• **EXERCISE DETAILS**
The listing that follows must be retyped in full, exactly.

• **DATASET CONTENT**
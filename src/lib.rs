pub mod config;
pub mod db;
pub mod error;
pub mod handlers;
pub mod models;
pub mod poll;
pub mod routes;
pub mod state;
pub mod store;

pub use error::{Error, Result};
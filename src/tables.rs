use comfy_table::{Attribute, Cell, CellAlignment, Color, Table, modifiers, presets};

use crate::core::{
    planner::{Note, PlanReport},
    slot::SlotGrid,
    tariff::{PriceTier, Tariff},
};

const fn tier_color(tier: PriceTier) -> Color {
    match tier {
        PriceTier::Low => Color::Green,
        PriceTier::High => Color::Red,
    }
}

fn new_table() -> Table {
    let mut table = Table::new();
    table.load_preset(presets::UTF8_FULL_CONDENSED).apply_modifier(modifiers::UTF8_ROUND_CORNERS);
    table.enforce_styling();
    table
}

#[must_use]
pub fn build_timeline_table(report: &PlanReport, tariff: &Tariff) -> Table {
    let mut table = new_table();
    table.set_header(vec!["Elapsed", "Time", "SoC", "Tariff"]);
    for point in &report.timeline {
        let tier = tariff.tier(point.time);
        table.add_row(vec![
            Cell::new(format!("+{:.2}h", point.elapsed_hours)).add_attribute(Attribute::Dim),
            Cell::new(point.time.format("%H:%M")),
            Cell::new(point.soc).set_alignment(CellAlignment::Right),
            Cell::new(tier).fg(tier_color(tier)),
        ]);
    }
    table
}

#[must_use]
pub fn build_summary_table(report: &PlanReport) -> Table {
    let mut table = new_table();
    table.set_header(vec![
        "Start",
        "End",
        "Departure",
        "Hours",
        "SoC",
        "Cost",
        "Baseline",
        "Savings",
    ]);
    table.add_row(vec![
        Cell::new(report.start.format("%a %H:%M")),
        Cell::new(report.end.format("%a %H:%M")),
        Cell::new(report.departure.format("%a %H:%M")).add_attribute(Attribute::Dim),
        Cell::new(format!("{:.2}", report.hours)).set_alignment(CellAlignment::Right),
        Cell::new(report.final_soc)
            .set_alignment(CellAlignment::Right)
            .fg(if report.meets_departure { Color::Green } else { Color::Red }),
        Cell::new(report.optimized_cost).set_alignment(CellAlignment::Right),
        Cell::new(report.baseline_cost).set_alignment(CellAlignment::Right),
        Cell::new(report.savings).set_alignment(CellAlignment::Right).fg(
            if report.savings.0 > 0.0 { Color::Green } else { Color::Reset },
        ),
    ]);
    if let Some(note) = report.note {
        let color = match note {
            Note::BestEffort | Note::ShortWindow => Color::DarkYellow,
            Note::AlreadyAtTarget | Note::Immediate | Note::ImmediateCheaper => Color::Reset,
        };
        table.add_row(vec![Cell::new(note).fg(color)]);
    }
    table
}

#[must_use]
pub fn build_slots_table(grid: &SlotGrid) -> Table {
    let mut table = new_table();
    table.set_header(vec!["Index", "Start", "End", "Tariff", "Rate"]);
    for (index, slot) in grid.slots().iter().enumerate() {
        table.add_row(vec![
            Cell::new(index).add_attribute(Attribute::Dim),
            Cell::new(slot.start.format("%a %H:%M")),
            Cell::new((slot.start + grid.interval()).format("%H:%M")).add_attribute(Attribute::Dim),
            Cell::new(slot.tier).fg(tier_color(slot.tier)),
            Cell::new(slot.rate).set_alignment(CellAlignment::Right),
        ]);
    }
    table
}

• **SOLUTION TO THIS EXERCISE**
filename src/lib.rs
pub mod config;
pub mod db;
pub mod error;
pub mod handlers;
pub mod models;
pub mod poll;
pub mod routes;
pub mod state;
pub mod store;

pub use error::{Error, Result};
filename src/tables.rs
use comfy_table::{Attribute, Cell, CellAlignment, Color, Table, modifiers, presets};

use crate::core::{
    planner::{Note, PlanReport},
    slot::SlotGrid,
    tariff::{PriceTier, Tariff},
};

const fn tier_color(tier: PriceTier) -> Color {
    match tier {
        PriceTier::Low => Color::Green,
        PriceTier::High => Color::Red,
    }
}

fn new_table() -> Table {
    let mut table = Table::new();
    table.load_preset(presets::UTF8_FULL_CONDENSED).apply_modifier(modifiers::UTF8_ROUND_CORNERS);
    table.enforce_styling();
    table
}

#[must_use]
pub fn build_timeline_table(report: &PlanReport, tariff: &Tariff) -> Table {
    let mut table = new_table();
    table.set_header(vec!["Elapsed", "Time", "SoC", "Tariff"]);
    for point in &report.timeline {
        let tier = tariff.tier(point.time);
        table.add_row(vec![
            Cell::new(format!("+{:.2}h", point.elapsed_hours)).add_attribute(Attribute::Dim),
            Cell::new(point.time.format("%H:%M")),
            Cell::new(point.soc).set_alignment(CellAlignment::Right),
            Cell::new(tier).fg(tier_color(tier)),
        ]);
    }
    table
}

#[must_use]
pub fn build_summary_table(report: &PlanReport) -> Table {
    let mut table = new_table();
    table.set_header(vec![
        "Start",
        "End",
        "Departure",
        "Hours",
        "SoC",
        "Cost",
        "Baseline",
        "Savings",
    ]);
    table.add_row(vec![
        Cell::new(report.start.format("%a %H:%M")),
        Cell::new(report.end.format("%a %H:%M")),
        Cell::new(report.departure.format("%a %H:%M")).add_attribute(Attribute::Dim),
        Cell::new(format!("{:.2}", report.hours)).set_alignment(CellAlignment::Right),
        Cell::new(report.final_soc)
            .set_alignment(CellAlignment::Right)
            .fg(if report.meets_departure { Color::Green } else { Color::Red }),
        Cell::new(report.optimized_cost).set_alignment(CellAlignment::Right),
        Cell::new(report.baseline_cost).set_alignment(CellAlignment::Right),
        Cell::new(report.savings).set_alignment(CellAlignment::Right).fg(
            if report.savings.0 > 0.0 { Color::Green } else { Color::Reset },
        ),
    ]);
    if let Some(note) = report.note {
        let color = match note {
            Note::BestEffort | Note::ShortWindow => Color::DarkYellow,
            Note::AlreadyAtTarget | Note::Immediate | Note::ImmediateCheaper => Color::Reset,
        };
        table.add_row(vec![Cell::new(note).fg(color)]);
    }
    table
}

#[must_use]
pub fn build_slots_table(grid: &SlotGrid) -> Table {
    let mut table = new_table();
    table.set_header(vec!["Index", "Start", "End", "Tariff", "Rate"]);
    for (index, slot) in grid.slots().iter().enumerate() {
        table.add_row(vec![
            Cell::new(index).add_attribute(Attribute::Dim),
            Cell::new(slot.start.format("%a %H:%M")),
            Cell::new((slot.start + grid.interval()).format("%H:%M")).add_attribute(Attribute::Dim),
            Cell::new(slot.tier).fg(tier_color(slot.tier)),
            Cell::new(slot.rate).set_alignment(CellAlignment::Right),
        ]);
    }
    table
}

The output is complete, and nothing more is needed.